- Born: May 3, 1994 (age 31) Cary, NC, United States
- Position: Forward (ice hockey)
- Shoots: Right
- Played for: Boston College, Boston Blades, Worcester Blades, PWHPA
- Playing career: 2006–present

= Meghan Grieves =

American ice hockey player (born 1994)

Meghan Grieves (born May 3, 1994) is an American professional ice hockey player with the PWHPA, and formerly with the Boston Blades in the CWHL. She played Division 1 Hockey for Boston College, graduating in 2016.

== Personal life ==
Grieves is originally from Cary, North Carolina. She attended Culver Academies for high school, where she graduated Cum Laude and played on the Varsity Softball, and Varsity Ice Hockey teams.
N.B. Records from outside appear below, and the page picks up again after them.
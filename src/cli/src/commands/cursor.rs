//! Playback cursor commands.
//!
//! Step through a built timeline one snapshot at a time.

use anyhow::Result;
use clap::Subcommand;
use serde::{Deserialize, Serialize};

use super::timeline::{TimelineEntry, TimelineTarget};
use crate::client::ApiClient;
use crate::output::{self, OutputFormat};

#[derive(Subcommand)]
pub enum CursorCommands {
    /// Show the entry under the cursor
    Show {
        #[command(flatten)]
        target: TimelineTarget,
    },

    /// Step forward one entry
    Next {
        #[command(flatten)]
        target: TimelineTarget,
    },

    /// Step back one entry
    #[command(alias = "prev")]
    Previous {
        #[command(flatten)]
        target: TimelineTarget,
    },

    /// Jump to an entry (clamped to the last one)
    Seek {
        #[command(flatten)]
        target: TimelineTarget,

        /// Zero-based entry index
        position: usize,
    },
}

#[derive(Debug, Deserialize, Serialize)]
struct CursorView {
    position: Option<usize>,
    len: usize,
    has_next: bool,
    has_previous: bool,
    entry: Option<TimelineEntry>,
}

#[derive(Serialize)]
struct SeekRequest {
    position: usize,
}

pub async fn execute(cmd: CursorCommands, client: &ApiClient, format: OutputFormat) -> Result<()> {
    let (target, view): (TimelineTarget, Option<CursorView>) = match cmd {
        CursorCommands::Show { target } => {
            let view = client.get(&target.path(&["cursor"])?).await?;
            (target, view)
        }
        CursorCommands::Next { target } => {
            let view = client
                .post(&target.path(&["cursor", "next"])?, &serde_json::json!({}))
                .await?;
            (target, view)
        }
        CursorCommands::Previous { target } => {
            let view = client
                .post(&target.path(&["cursor", "previous"])?, &serde_json::json!({}))
                .await?;
            (target, view)
        }
        CursorCommands::Seek { target, position } => {
            let view = client
                .post(&target.path(&["cursor", "seek"])?, &SeekRequest { position })
                .await?;
            (target, view)
        }
    };

    let Some(view) = view else {
        anyhow::bail!("No cursor for {}", target.path(&[])?);
    };

    match format {
        OutputFormat::Table => print_view(&view),
        _ => output::print_item(&view, format)?,
    }
    Ok(())
}

fn print_view(view: &CursorView) {
    let Some(entry) = &view.entry else {
        output::print_info("Timeline is empty");
        return;
    };

    let position = view.position.map(|p| p + 1).unwrap_or(0);
    output::print_header(&format!(
        "Entry {}/{} ({}, {})",
        position,
        view.len,
        entry.action_kind,
        entry.timestamp.format("%Y-%m-%d %H:%M:%S")
    ));

    match &entry.diff_from_previous {
        Some(ops) => output::print_diff(ops),
        None => output::print_code(&entry.code),
    }

    if let Some(out) = entry.output.as_deref().filter(|s| !s.is_empty()) {
        output::print_header("Output");
        println!("{}", out);
    }
    if let Some(err) = entry.error.as_deref().filter(|s| !s.is_empty()) {
        output::print_header("Error");
        output::print_error(err);
    }

    println!();
    let nav = match (view.has_previous, view.has_next) {
        (true, true) => "previous | next",
        (true, false) => "previous | (end)",
        (false, true) => "(start) | next",
        (false, false) => "(only entry)",
    };
    output::print_detail("Navigate", nav);
}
During college, Grieves played in the NCAA for Boston College on the women's ice hockey team. She Graduated in 2016 with a major in Psychology in the College of Arts and Sciences, and a minor in Management and Leadership in the Carroll School of Management.

== CWHL ==
Grieves was drafted 16th overall in the 2016 CWHL Draft by the Boston Blades. Grieves was selected as one of two US-born players for the 2017 CWHL Allstar Game where she scored a goal in the third period. In her first season on the Blades, Grieves led the team in assists, and was second in points both her first and second seasons behind Kate Leary. Her final season in the CWHL she led the team in points.